With the amount of rape cases that have reportedly slipped through the legal system in Australia, the nation seems to have “essentially decriminalised rape” complains Greek Australian sexual abuse campaigner Chanel Contos.

Contos, who is from Sydney and now living in the UK, made her comments to a senate committee analysing sexual consent laws in Australia on Tuesday.

Included in the committee are Greens senator Larissa Waters, Liberal National senator Paul Scarr and Labor’s Nita Green, who are meeting over three days this week.

The committee’s focus is whether Australia’s sexual consent laws can be coordinated better across criminal jurisdictions, and if sexual consent should be affirmative across all of the country’s states.

The 25-year-old told the committee she supported the merging of consent laws across Australia, which would be a landmark decision, but said these reforms would not be effective in most sexual violence cases.

“These reforms would be historical and send a clear message to Australia that holding accountability for sexual violence is a national priority,” she said.

“Current legal systems fall short in acts of sexual violence committed out of opportunity, entitlement, problematic attitudes, and a misunderstanding of or disregard for consent.

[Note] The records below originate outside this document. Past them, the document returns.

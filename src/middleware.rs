//! Access guard for role-gated routes.
//!
//! Order matters: a missing or unverifiable token is rejected before
//! any role is looked at, and a role mismatch is a forbidden outcome,
//! never a success-shaped payload.

use axum::extract::{Request, State};
use axum::http::header;
use axum::middleware::Next;
use axum::response::Response;

use crate::AppState;
use crate::error::{Result, ServerError};
use crate::user::{CurrentUser, Role};

const BEARER: &str = "Bearer ";

/// Resolve and authorize the caller, then attach its identity.
async fn authorize(
    state: &AppState,
    target: Role,
    req: &mut Request,
) -> Result<()> {
    let token = req
        .headers()
        .get(header::AUTHORIZATION)
        .and_then(|header| header.to_str().ok())
        .and_then(|header| header.strip_prefix(BEARER))
        .ok_or(ServerError::Unauthorized)?;

    let claims = state
        .token
        .decode(token)
        .map_err(|_| ServerError::Unauthorized)?;
    let user_id = claims
        .sub
        .parse::<i64>()
        .map_err(|_| ServerError::Unauthorized)?;

    // A valid token for a vanished account stays unauthenticated.
    let profile = match state.users.get_user_by_id(user_id).await {
        Ok(profile) => profile,
        Err(ServerError::NotFound) => return Err(ServerError::Unauthorized),
        Err(err) => return Err(err),
    };

    if !profile.role.authorizes(target) {
        return Err(ServerError::AccessDenied);
    }

    req.extensions_mut().insert(CurrentUser {
        id: profile.id,
        login: profile.login,
        role: profile.role,
    });

    Ok(())
}

/// Guard for USER-gated routes.
pub async fn require_user(
    State(state): State<AppState>,
    mut req: Request,
    next: Next,
) -> Result<Response> {
    authorize(&state, Role::User, &mut req).await?;
    Ok(next.run(req).await)
}

/// Guard for ADMIN-gated routes.
pub async fn require_admin(
    State(state): State<AppState>,
    mut req: Request,
    next: Next,
) -> Result<Response> {
    authorize(&state, Role::Admin, &mut req).await?;
    Ok(next.run(req).await)
}
//! Cancellation: tree-wide kills and reclassifying failures of cancelled work

use std::collections::{HashMap, HashSet};

use sysinfo::{Pid, ProcessesToUpdate, System};
use tokio::task::JoinHandle;
use tokio_util::sync::CancellationToken;

use super::error::ProcessError;

/// Collect `root` and every process descending from it.
fn process_tree(root: u32) -> Vec<Pid> {
    let root = Pid::from_u32(root);
    let mut system = System::new();
    system.refresh_processes(ProcessesToUpdate::All, true);

    let mut children: HashMap<Pid, Vec<Pid>> = HashMap::new();
    for (pid, process) in system.processes() {
        if let Some(parent) = process.parent() {
            children.entry(parent).or_default().push(*pid);
        }
    }

    let mut stack = vec![root];
    let mut seen: HashSet<Pid> = HashSet::new();
    let mut order = Vec::new();
    while let Some(current) = stack.pop() {
        if !seen.insert(current) {
            continue;
        }
        order.push(current);
        if let Some(kids) = children.get(&current) {
            stack.extend(kids.iter().filter(|kid| !seen.contains(*kid)));
        }
    }
    order
}

/// Force-kill `pid`, its process group and every descendant.
///
/// Descendants are collected before anything is signalled so that orphaned
/// grandchildren are still found through their original parent.
pub fn kill_process_tree(pid: u32) {
    let tree = process_tree(pid);
    tracing::debug!("Killing process tree rooted at {pid} ({} processes)", tree.len());

    #[cfg(unix)]
    {
        use nix::sys::signal::{self, Signal};
        use nix::unistd::Pid as NixPid;

        // Children spawned with process_group(0) lead their own group.
        if let Err(e) = signal::killpg(NixPid::from_raw(pid as i32), Signal::SIGKILL) {
            tracing::trace!("killpg({pid}) failed: {e}");
        }
        for member in tree {
            let _ = signal::kill(NixPid::from_raw(member.as_u32() as i32), Signal::SIGKILL);
        }
    }

    #[cfg(not(unix))]
    {
        let mut system = System::new();
        system.refresh_processes(ProcessesToUpdate::Some(&tree), true);
        for member in tree {
            if let Some(process) = system.process(member) {
                if !process.kill() {
                    tracing::warn!("Failed to kill process {member}");
                }
            }
        }
    }
}

/// [`kill_process_tree`] on the blocking pool; the process-table refresh
/// must not stall a runtime worker thread.
pub async fn kill_process_tree_off_runtime(pid: u32) {
    if let Err(e) = tokio::task::spawn_blocking(move || kill_process_tree(pid)).await {
        tracing::warn!("Killing process tree of {pid} did not finish: {e}");
    }
}

/// Links a cancellation token to a tree-wide kill of one process for as long
/// as the hook is alive.
pub struct CancelHook {
    task: Option<JoinHandle<()>>,
}

impl CancelHook {
    pub fn arm(token: Option<&CancellationToken>, pid: Option<u32>) -> Self {
        let task = match (token, pid) {
            (Some(token), Some(pid)) => {
                let token = token.clone();
                Some(tokio::spawn(async move {
                    token.cancelled().await;
                    tracing::debug!("Cancellation requested, killing process {pid}");
                    kill_process_tree_off_runtime(pid).await;
                }))
            }
            _ => None,
        };
        Self { task }
    }

}

impl Drop for CancelHook {
    fn drop(&mut self) {
        if let Some(task) = self.task.take() {
            task.abort();
        }
    }
}

pub(crate) fn cancelled(silent: bool) -> ProcessError {
    ProcessError::Cancelled {
        message: "Cancelled".to_string(),
        silent,
    }
}

/// A failure caught while the token is cancelled becomes a cancellation.
pub fn classify_failure(
    error: ProcessError,
    token: Option<&CancellationToken>,
    silent: bool,
) -> ProcessError {
    match token {
        Some(token) if token.is_cancelled() && !error.is_cancellation() => {
            tracing::debug!("Reporting failure as cancellation: {error}");
            cancelled(silent)
        }
        _ => error,
    }
}
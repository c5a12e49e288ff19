pub mod cancel;
pub mod command;
pub mod ephemeral;
pub mod error;
pub mod failure;
pub mod mock;
pub mod serializer;
pub mod split;
pub mod stderr;
pub mod streaming;
pub mod worker;

#[cfg(test)]
mod tests;

pub use cancel::{classify_failure, kill_process_tree, kill_process_tree_off_runtime, CancelHook};
pub use command::{encode_request, ToolCommand, ToolCommandBuilder};
pub use ephemeral::{EphemeralRunner, LineResponder, RunOptions};
pub use error::ProcessError;
pub use failure::{translate, ExitStatus, StructuredFailure};
pub use mock::{FakeReply, MockEvent, MockWorkerLauncher};
pub use serializer::{CommandQueue, CommandSerializer, PendingCommand, RestartHook};
pub use split::{Record, RecordReader, SeparatorSet, StreamSplitter};
pub use streaming::{EventStream, StreamOptions, StreamingEventReader};
pub use worker::{
    ResponseAccumulator, ToolWorkerLauncher, WorkerChannel, WorkerEvent, WorkerLauncher,
    WorkerProcess, WorkerSettings, WorkerState,
};
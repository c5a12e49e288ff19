use anyhow::Context;
use clap::{Parser, Subcommand};
use futures::StreamExt;
use std::path::PathBuf;
use tokio_util::sync::CancellationToken;
use tracing::debug;

use toolbridge::app::{handle_fatal_error, init_logging, AppConfig};
use toolbridge::config::load_config;
use toolbridge::subprocess::{RunOptions, StreamOptions, ToolCommand, ToolCommandBuilder};
use toolbridge::ToolClient;

/// Drive an external command-line tool through a persistent worker process
#[derive(Parser)]
#[command(name = "toolbridge")]
#[command(about = "Run commands against a long-lived tool worker", long_about = None)]
struct Cli {
    /// Enable verbose output (-v for debug, -vv for trace, -vvv for all)
    #[arg(short, long, action = clap::ArgAction::Count, global = true)]
    verbose: u8,

    /// Path to configuration file
    #[arg(short = 'c', long, global = true)]
    config: Option<PathBuf>,

    /// Tool executable to drive, overriding the configuration
    #[arg(long, global = true)]
    tool: Option<PathBuf>,

    #[command(subcommand)]
    command: Commands,
}

#[derive(Subcommand)]
enum Commands {
    /// Run a command on the persistent worker
    Run {
        /// Command words, e.g. `resolve queries`
        #[arg(required = true)]
        words: Vec<String>,

        /// Ask for JSON output and pretty-print it
        #[arg(long)]
        json: bool,

        /// Arguments passed after `--`
        #[arg(last = true)]
        args: Vec<String>,
    },
    /// Run a command in its own process
    Exec {
        words: Vec<String>,

        #[arg(last = true)]
        args: Vec<String>,
    },
    /// Run a command in its own process and print each NUL-delimited JSON
    /// record on its own line
    Stream {
        words: Vec<String>,

        #[arg(last = true)]
        args: Vec<String>,
    },
    /// Print the tool version
    Version,
}

#[tokio::main]
async fn main() {
    let cli = Cli::parse();

    let app = AppConfig::new(cli.verbose)
        .with_config_path(cli.config)
        .with_tool_path(cli.tool);
    init_logging(&app);

    if let Err(e) = run(cli.command, &app).await {
        handle_fatal_error(e, app.verbose);
    }
}

async fn run(command: Commands, app: &AppConfig) -> anyhow::Result<()> {
    let mut config = load_config(app.config_path.as_deref())
        .await
        .context("Failed to load configuration")?;
    if let Some(tool) = &app.tool_path {
        config.tool_path = tool.clone();
    }
    debug!("Driving {}", config.tool_path.display());

    let client = ToolClient::new(config);
    let result = dispatch(&client, command).await;
    client.shutdown().await;
    result
}

async fn dispatch(client: &ToolClient, command: Commands) -> anyhow::Result<()> {
    match command {
        Commands::Run { words, json, args } => {
            let command = build_command(&words, &args);
            if json {
                let value: serde_json::Value = client.run_json(command).await?;
                println!("{}", serde_json::to_string_pretty(&value)?);
            } else {
                print!("{}", client.run(command).await?);
            }
        }
        Commands::Exec { words, args } => {
            let options = RunOptions::default().with_cancellation(interrupt_token());
            let output = client
                .run_ephemeral(&build_command(&words, &args), options)
                .await?;
            print!("{output}");
        }
        Commands::Stream { words, args } => {
            let options = StreamOptions {
                cancellation: Some(interrupt_token()),
                silent: false,
            };
            let mut events = client
                .stream::<serde_json::Value>(&build_command(&words, &args), options)
                .await?;
            while let Some(event) = events.next().await {
                println!("{}", serde_json::to_string(&event?)?);
            }
        }
        Commands::Version => {
            println!("{}", client.version().await?);
        }
    }
    Ok(())
}

fn build_command(words: &[String], args: &[String]) -> ToolCommand {
    ToolCommandBuilder::new(words).args(args).build()
}

/// Cancelled on Ctrl-C.
fn interrupt_token() -> CancellationToken {
    let token = CancellationToken::new();
    let on_interrupt = token.clone();
    tokio::spawn(async move {
        if tokio::signal::ctrl_c().await.is_ok() {
            on_interrupt.cancel();
        }
    });
    token
}
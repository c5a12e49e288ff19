//! Error handling utilities
//!
//! Maps library errors to `[E####]` prefixed messages and exit codes.

use tracing::error;

use crate::config::ConfigError;
use crate::error::{describe_error_code, format_with_code, ErrorCode};
use crate::subprocess::ProcessError;

/// The registry code for an error, looking through `anyhow` context.
pub fn error_code(error: &anyhow::Error) -> u16 {
    for cause in error.chain() {
        if let Some(err) = cause.downcast_ref::<ProcessError>() {
            return err.code();
        }
        if let Some(err) = cause.downcast_ref::<ConfigError>() {
            return err.code();
        }
    }
    ErrorCode::OTHER_GENERIC
}

/// Process exit code for an error. Mirrors the tool's own exit code when the
/// failure came from a subprocess.
pub fn exit_code(error: &anyhow::Error) -> i32 {
    let failure_code = error
        .chain()
        .find_map(|cause| cause.downcast_ref::<ProcessError>())
        .and_then(|err| err.failure())
        .and_then(|failure| failure.exit_code());

    match failure_code {
        Some(code) if code != 0 => code,
        _ => 1,
    }
}

/// Handle fatal errors and exit with appropriate status code
///
/// # Verbose Mode Behavior
/// - `verbose = 0`: Coded message only
/// - `verbose >= 1`: Includes the code description and the error chain
pub fn handle_fatal_error(error: anyhow::Error, verbose: u8) -> ! {
    error!("Fatal error: {:#}", error);

    let code = error_code(&error);
    eprintln!("{}", format_with_code(code, format!("{error:#}")));

    if verbose >= 1 {
        eprintln!("\n{}", describe_error_code(code));
        eprintln!("\nError chain:");
        for (i, cause) in error.chain().enumerate() {
            eprintln!("  {}: {}", i, cause);
        }
    }

    std::process::exit(exit_code(&error))
}
#[async_trait]
impl WorkerLauncher for ToolWorkerLauncher {
    async fn launch(&self) -> Result<WorkerProcess, ProcessError> {
        let program = self.program.display().to_string();
        tracing::info!("Starting worker: {} {}", program, self.args.join(" "));

        let mut cmd = tokio::process::Command::new(&self.program);
        cmd.args(&self.args)
            .stdin(std::process::Stdio::piped())
            .stdout(std::process::Stdio::piped())
            .stderr(std::process::Stdio::piped())
            .kill_on_drop(true);
        #[cfg(unix)]
        cmd.process_group(0);

        let mut child = cmd.spawn().map_err(|e| ProcessError::launch(e, &program))?;
        let pid = child.id();

        let missing = |stream: &str| ProcessError::InternalError {
            message: format!("worker {stream} was not captured"),
        };
        let stdin = child.stdin.take().ok_or_else(|| missing("stdin"))?;
        let stdout = child.stdout.take().ok_or_else(|| missing("stdout"))?;
        let stderr = child.stderr.take().ok_or_else(|| missing("stderr"))?;

        let (kill_tx, kill_rx) = oneshot::channel::<()>();
        let (exit_tx, exit_rx) = oneshot::channel::<ExitStatus>();

        // Owns the child. A dropped kill sender counts as a kill request.
        tokio::spawn(async move {
            let exited = tokio::select! {
                status = child.wait() => Some(status),
                _ = kill_rx => None,
            };
            let status = match exited {
                Some(status) => status,
                None => {
                    if let Some(pid) = pid {
                        kill_process_tree_off_runtime(pid).await;
                    }
                    if let Err(e) = child.start_kill() {
                        tracing::trace!("start_kill after tree kill: {e}");
                    }
                    child.wait().await
                }
            };
            let status = match status {
                Ok(status) => ExitStatus::from_std(status),
                Err(e) => {
                    tracing::warn!("Failed to wait for worker: {e}");
                    ExitStatus::Error(-1)
                }
            };
            let _ = exit_tx.send(status);
        });

        Ok(WorkerProcess {
            pid,
            stdin: Box::pin(stdin),
            stdout: Box::pin(stdout),
            stderr: Box::pin(stderr),
            exited: Box::pin(async move { exit_rx.await.unwrap_or(ExitStatus::Error(-1)) }),
            kill: Box::new(move || {
                let _ = kill_tx.send(());
            }),
        })
    }
}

“Our inability to handle this has made it (as) though, as a country, we have essentially decriminalised rape.”

She stresses that even with harmonisation of consent laws, the system will still fail to consider common responses to sexual assault such as fawning (responding to trauma by appeasing to the perpetrator, or displaying submissive behaviour).

This is adaptive survival response is said to be used against complainants or victims during trials, most likely mistaken for consent.

The Teach us Consent founder also raised the issue of pornography, that’s she says boys are increasingly consuming and has “violent” and “misogynistic” tendencies.

“We’re not taking into account enough how much pornography is shaping the sexual landscape of young people and distorting their understanding of consent,” she said.

“We can have laws, we can have conversations in classrooms, we can have all these things.

“But the reality is that the amount of hours that young Australians spend watching violent and misogynistic depictions of explicit sex will counteract all of that.”

According to the Australian Institute of Health and Welfare, nearly two million Australian adults have experienced some form of sexual assault since the age of 15, and although the high number, convictions have rarely gone above 10 per cent of cases.

Also set to come under discussion during the committee is sexual assault at Australian universities.

In 2021 a report from Universities Australia found that as many as one in six students has experienced sexual assault since beginning uni, with more than 40 per cent happening on campus.